Zay (also Lak'i, Laqi) is an Afroasiatic language of the Semitic branch spoken in Ethiopia. It is one of the Gurage languages in the Ethiopian Semitic group. The Zay language has around 5,000 speakers known as the Zay, who inhabit Gelila and the other five islands and shores of Lake Zway in the southern part of the country.

Language situation

Zay is an unwritten language.  Most speakers are multilingual in other Gurage languages, in the Oromo language, and in Amharic. The language is geographically concentrated around Lake Zway; specifically, in Herera, Meki, Ziway, and the five islands: Fundurro Island (Famat or Getesemani Island) the smallest island; Tsedecha Island (Aysut Island), next to the biggest island; Debre-Tsion Island, the largest island; Gelila Island; and Debre Sina Island.
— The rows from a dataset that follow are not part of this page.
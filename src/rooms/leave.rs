use std::{collections::HashMap, sync::Arc, time::Duration};

use axum::{debug_handler, extract::State, Form, Json};
use serde_json::{json, Value};
use tower_sessions::Session;

use crate::{code::CodeFormat, config::Config, ids::SubjectId, store::RoomStore, AppResult, AppState};

use super::{caller, settle, Refusal};

/// Drops `subject` from the room. Returns whether anything was removed.
pub async fn leave_room(
    store: &RoomStore,
    format: CodeFormat,
    ttl: Duration,
    subject: &SubjectId,
    raw_code: Option<&str>,
) -> AppResult<bool> {
    let Some(code) = settle("leave", raw_code.and_then(|raw| format.parse(raw.trim())).ok_or(Refusal::InvalidCode)) else {
        return Ok(false);
    };

    let removed = store.remove_participant(&code, subject, ttl).await?;
    if removed {
        tracing::info!(%code, %subject, "left room");
    }
    Ok(removed)
}

/// Always answers `{}`; leaving is fire-and-forget for the caller.
#[debug_handler(state = AppState)]
pub(crate) async fn leave(
    State(store): State<RoomStore>,
    State(config): State<Arc<Config>>,
    session: Session,
    Form(fields): Form<HashMap<String, String>>,
) -> AppResult<Json<Value>> {
    if let Some(subject) = settle("leave", caller(&session, &config).await?) {
        leave_room(
            &store,
            config.code_format,
            config.room_ttl,
            &subject,
            fields.get(&config.code_field).map(String::as_str),
        )
        .await?;
    }

    Ok(Json(json!({})))
}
It is an endangered language, with speakers migrating to the mainland adopting the Oromo language, and increasing use of Oromo by the younger generations on the Zay islands.

Zay is 70% lexically similar with the Siltʼe language, and 60% with Harari.

Grammar
The word order of Zay is SOV (subject–object–verb). Attributive adjectives precede the nouns they modify. Possessives also precede nouns. Zay is a  pro-drop language, with required subject-marking on the verb.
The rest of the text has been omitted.